[Stored data entries]

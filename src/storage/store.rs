use std::fs;
use std::io::Write;
use std::path::{Path, PathBuf};

use crate::error::{DlpError, Result};

use super::IndexCorpus;

/// Flat array of every vector, concatenated in document order.
pub const VECTOR_FILE: &str = "vector_index.json";
/// Ordered list of document paths.
pub const FILE_MAP_FILE: &str = "file_map.json";

/// The two aligned on-disk artifacts of an index directory.
#[derive(Debug, Clone)]
pub struct CorpusStore {
    index_dir: PathBuf,
}

impl CorpusStore {
    pub fn new(index_dir: PathBuf) -> Self {
        Self { index_dir }
    }

    pub fn vector_path(&self) -> PathBuf {
        self.index_dir.join(VECTOR_FILE)
    }

    pub fn file_map_path(&self) -> PathBuf {
        self.index_dir.join(FILE_MAP_FILE)
    }

    /// True when a vector artifact exists.
    pub fn exists(&self) -> bool {
        self.vector_path().exists()
    }

    /// Write both artifacts. Each is staged to a temp file first and the two
    /// renames happen back to back, so a failed write leaves the old pair intact.
    pub fn save(&self, corpus: &IndexCorpus) -> Result<()> {
        fs::create_dir_all(&self.index_dir)?;
        let vectors = self.stage(&serde_json::to_vec_pretty(&corpus.flat())?)?;
        let file_map = self.stage(&serde_json::to_vec_pretty(corpus.paths())?)?;

        vectors
            .persist(self.vector_path())
            .map_err(|e| DlpError::Storage {
                reason: format!("failed to write {}: {}", self.vector_path().display(), e),
            })?;
        file_map
            .persist(self.file_map_path())
            .map_err(|e| DlpError::Storage {
                reason: format!("failed to write {}: {}", self.file_map_path().display(), e),
            })?;

        tracing::info!(
            "saved {} document(s) to {}",
            corpus.len(),
            self.index_dir.display()
        );
        Ok(())
    }

    fn stage(&self, data: &[u8]) -> Result<tempfile::NamedTempFile> {
        let mut tmp = tempfile::NamedTempFile::new_in(&self.index_dir).map_err(|e| {
            DlpError::Storage {
                reason: format!("failed to stage in {}: {}", self.index_dir.display(), e),
            }
        })?;
        tmp.write_all(data)?;
        tmp.as_file().sync_all()?;
        Ok(tmp)
    }

    /// Load the persisted corpus. `None` when no vector artifact exists.
    pub fn load(&self, dim: usize) -> Result<Option<IndexCorpus>> {
        let vector_path = self.vector_path();
        if !vector_path.exists() {
            return Ok(None);
        }
        let map_path = self.file_map_path();
        if !map_path.exists() {
            return Err(DlpError::CorruptIndex {
                path: map_path,
                reason: "file map missing next to vector artifact".into(),
            });
        }

        let flat: Vec<f32> = read_json(&vector_path)?;
        let paths: Vec<String> = read_json(&map_path)?;
        IndexCorpus::from_flat(dim, flat, paths, &vector_path).map(Some)
    }
}

fn read_json<T: serde::de::DeserializeOwned>(path: &Path) -> Result<T> {
    let data = fs::read(path).map_err(|e| DlpError::Storage {
        reason: format!("failed to read {}: {}", path.display(), e),
    })?;
    serde_json::from_slice(&data).map_err(|e| DlpError::CorruptIndex {
        path: path.to_path_buf(),
        reason: e.to_string(),
    })
}
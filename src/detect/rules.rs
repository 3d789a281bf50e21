use regex::Regex;

use crate::error::{DlpError, Result};

use super::DetectionCategory;

/// ASCII-only word boundary. Hangul counts as a non-word character here.
const B: &str = r"(?-u:\b)";

/// One entry of the ordered rule table.
pub struct PatternRule {
    pub category: DetectionCategory,
    pub pattern: Regex,
}

impl std::fmt::Debug for PatternRule {
    fn fmt(&self, f: &mut std::fmt::Formatter<'_>) -> std::fmt::Result {
        f.debug_struct("PatternRule")
            .field("category", &self.category)
            .field("pattern", &self.pattern.as_str())
            .finish()
    }
}

/// Static table of structured-PII rules. Table order is masking order.
#[derive(Debug)]
pub struct PatternRuleSet {
    rules: Vec<PatternRule>,
}

impl PatternRuleSet {
    /// Build from (category, pattern) pairs.
    pub fn new(patterns: Vec<(DetectionCategory, String)>) -> Result<Self> {
        let rules = patterns
            .into_iter()
            .map(|(category, p)| {
                Regex::new(&p)
                    .map(|pattern| PatternRule { category, pattern })
                    .map_err(|e| DlpError::InvalidConfig {
                        reason: format!("invalid {category} pattern: {e}"),
                    })
            })
            .collect::<Result<Vec<_>>>()?;
        Ok(Self { rules })
    }

    /// Default patterns for every category except `address`, in enumeration order.
    pub fn default_patterns() -> Vec<(DetectionCategory, String)> {
        use DetectionCategory::*;
        vec![
            // 0XX-XXXX-XXXX with any separators
            (Phone, format!(r"{B}0[0-9]{{1,2}}[^0-9]*[0-9]{{3,4}}[^0-9]*[0-9]{{4}}{B}")),
            (
                Email,
                format!(r"{B}[a-zA-Z0-9._%+-]+@[a-zA-Z0-9.-]+\.[a-zA-Z가-힣]{{2,}}{B}"),
            ),
            (
                Ipv4,
                format!(
                    r"{B}(?:(?:25[0-5]|2[0-4][0-9]|[01]?[0-9][0-9]?)\.){{3}}(?:25[0-5]|2[0-4][0-9]|[01]?[0-9][0-9]?){B}"
                ),
            ),
            (Ipv6, format!(r"{B}(?:[A-Fa-f0-9]{{1,4}}:){{7}}[A-Fa-f0-9]{{1,4}}{B}")),
            // resident registration number
            (Ssn, format!(r"{B}[0-9]{{6}}[^0-9]*[0-9]{{7}}{B}")),
            (CreditCard, format!(r"{B}(?:[0-9]{{4}}[- ]?){{3}}[0-9]{{4}}{B}")),
            (BusinessNumber, format!(r"{B}[0-9]{{3}}[- ]?[0-9]{{2}}[- ]?[0-9]{{5}}{B}")),
            (BankAccount, format!(r"{B}[0-9]{{8,14}}{B}")),
            (PostalCode, format!(r"{B}[0-9]{{5}}{B}")),
            (
                MacAddress,
                format!(r"{B}(?:[0-9A-Fa-f]{{2}}[:-]){{5}}[0-9A-Fa-f]{{2}}{B}"),
            ),
        ]
    }

    /// Default rule set.
    pub fn default_rules() -> Result<Self> {
        Self::new(Self::default_patterns())
    }

    /// Rules in masking order.
    pub fn rules(&self) -> &[PatternRule] {
        &self.rules
    }
}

**Work task**
Copy out each line of the records above that includes "exists".

**Answer section**
    /// True when a vector artifact exists.
    pub fn exists(&self) -> bool {
        self.vector_path().exists()
    /// Load the persisted corpus. `None` when no vector artifact exists.
        if !vector_path.exists() {
        if !map_path.exists() {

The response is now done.